YOUR GOAL:
Your answer should be the lines from the start of the records through the line with "byte-prefix match against", copied word for word.

INPUT:

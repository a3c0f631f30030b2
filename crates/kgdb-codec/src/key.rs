//! Key encodings: fixed-width integers and composite (tuple-of-LID) keys.
//!
//! A composite key is the concatenation of big-endian `u32` LID segments
//! separated by a one-byte sentinel. Segments sit at fixed byte offsets
//! (`4*i + i` for the `i`-th separator), so a byte-prefix match against
//! `encode(a) ++ [SENTINEL]` can only match keys whose first segment is
//! `a` — the separator's role is positional, not a scanned delimiter, so
//! its value need not be excluded from segment bytes for correctness.
//! `0x7C` (`|`) is kept as the sentinel byte for readability when keys
//! are dumped for debugging.

use kgdb_core::Lid;
use thiserror::Error;

/// Sentinel byte separating composite-key segments.
pub const SENTINEL: u8 = 0x7C;

/// Errors raised while decoding a key back into LID segments.
#[derive(Debug, Error, PartialEq, Eq)]
pub enum KeyError {
    /// The byte length wasn't a multiple of the expected segment stride.
    #[error("malformed composite key: {0} bytes is not a valid segment layout")]
    MalformedLength(usize),
    /// A separator byte was found somewhere other than a segment boundary.
    #[error("malformed composite key: separator at unexpected offset {0}")]
    MisplacedSeparator(usize),
}

/// Encode a single `u32` as a fixed-width big-endian key.
#[must_use]
pub fn fixed_key_u32(value: u32) -> [u8; 4] {
    value.to_be_bytes()
}

/// Encode a single `u64` as a fixed-width big-endian key.
#[must_use]
pub fn fixed_key_u64(value: u64) -> [u8; 8] {
    value.to_be_bytes()
}

/// Encode a tuple of LIDs as a composite key: 4-byte big-endian segments
/// joined by [`SENTINEL`].
#[must_use]
pub fn composite_key(lids: &[Lid]) -> Vec<u8> {
    let mut out = Vec::with_capacity(lids.len() * 5);
    for (i, lid) in lids.iter().enumerate() {
        if i > 0 {
            out.push(SENTINEL);
        }
        out.extend_from_slice(&lid.get().to_be_bytes());
    }
    out
}

/// Build the byte prefix that selects every composite key whose leading
/// segments match `lids`, i.e. `get_with_prefix((a, ...))`.
///
/// An empty `lids` prefix matches every key in the column.
#[must_use]
pub fn composite_key_prefix(lids: &[Lid]) -> Vec<u8> {
    if lids.is_empty() {
        return Vec::new();
    }
    let mut out = composite_key(lids);
    out.push(SENTINEL);
    out
}

/// Decode a composite key back into its LID segments.
///
/// # Errors
///
/// Returns [`KeyError`] if the byte layout doesn't match the expected
/// `4, 1, 4, 1, 4, ...` segment/separator stride.
pub fn split_composite_key(bytes: &[u8]) -> Result<Vec<Lid>, KeyError> {
    if bytes.is_empty() {
        return Ok(Vec::new());
    }
    let mut lids = Vec::new();
    let mut offset = 0usize;
    loop {
        let segment_end = offset + 4;
        if segment_end > bytes.len() {
            return Err(KeyError::MalformedLength(bytes.len()));
        }
        let mut raw = [0u8; 4];
        raw.copy_from_slice(&bytes[offset..segment_end]);
        lids.push(Lid::new(u32::from_be_bytes(raw)));
        offset = segment_end;
        if offset == bytes.len() {
            break;
        }
        if bytes[offset] != SENTINEL {
            return Err(KeyError::MisplacedSeparator(offset));
        }
        offset += 1;
        if offset == bytes.len() {
            return Err(KeyError::MalformedLength(bytes.len()));
        }
    }
    Ok(lids)
}

#[cfg(test)]
mod tests {
    use super::*;

    #[test]
    fn single_lid_round_trips() {
        let key = composite_key(&[Lid::new(42)]);
        assert_eq!(key, vec![0, 0, 0, 42]);
        assert_eq!(split_composite_key(&key).unwrap(), vec![Lid::new(42)]);
    }

    #[test]
    fn pair_round_trips_with_sentinel() {
        let key = composite_key(&[Lid::new(1), Lid::new(2)]);
        assert_eq!(key, vec![0, 0, 0, 1, SENTINEL, 0, 0, 0, 2]);
        assert_eq!(
            split_composite_key(&key).unwrap(),
            vec![Lid::new(1), Lid::new(2)]
        );
    }

    #[test]
    fn prefix_selects_matching_first_segment() {
        let prefix = composite_key_prefix(&[Lid::new(1)]);
        let matching = composite_key(&[Lid::new(1), Lid::new(2)]);
        let not_matching = composite_key(&[Lid::new(12), Lid::new(2)]);
        assert!(matching.starts_with(&prefix));
        assert!(!not_matching.starts_with(&prefix));
    }

    #[test]
    fn empty_prefix_matches_everything() {
        assert!(composite_key_prefix(&[]).is_empty());
    }

    #[test]
    fn malformed_length_is_rejected() {
        assert!(matches!(
            split_composite_key(&[1, 2, 3]),
            Err(KeyError::MalformedLength(3))
        ));
    }

    #[test]
    fn misplaced_separator_is_rejected() {
        let mut bytes = composite_key(&[Lid::new(1), Lid::new(2)]);
        bytes[4] = 0xAA;
        assert!(matches!(
            split_composite_key(&bytes),
            Err(KeyError::MisplacedSeparator(4))
        ));
    }

    #[test]
    fn fixed_u32_key_is_big_endian() {
        assert_eq!(fixed_key_u32(1), [0, 0, 0, 1]);
    }

    #[test]
    fn fixed_u64_key_is_big_endian() {
        assert_eq!(fixed_key_u64(1), [0, 0, 0, 0, 0, 0, 0, 1]);
    }

    #[test]
    fn composite_keys_sort_like_tuples() {
        let a = composite_key(&[Lid::new(1), Lid::new(5)]);
        let b = composite_key(&[Lid::new(1), Lid::new(9)]);
        let c = composite_key(&[Lid::new(2), Lid::new(0)]);
        assert!(a < b);
        assert!(b < c);
    }
}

SOLUTION FOR THIS PROBLEM:
repository a3c0f631f30030b2
filename crates/kgdb-codec/src/key.rs
//! Key encodings: fixed-width integers and composite (tuple-of-LID) keys.
//!
//! A composite key is the concatenation of big-endian `u32` LID segments
//! separated by a one-byte sentinel. Segments sit at fixed byte offsets
//! (`4*i + i` for the `i`-th separator), so a byte-prefix match against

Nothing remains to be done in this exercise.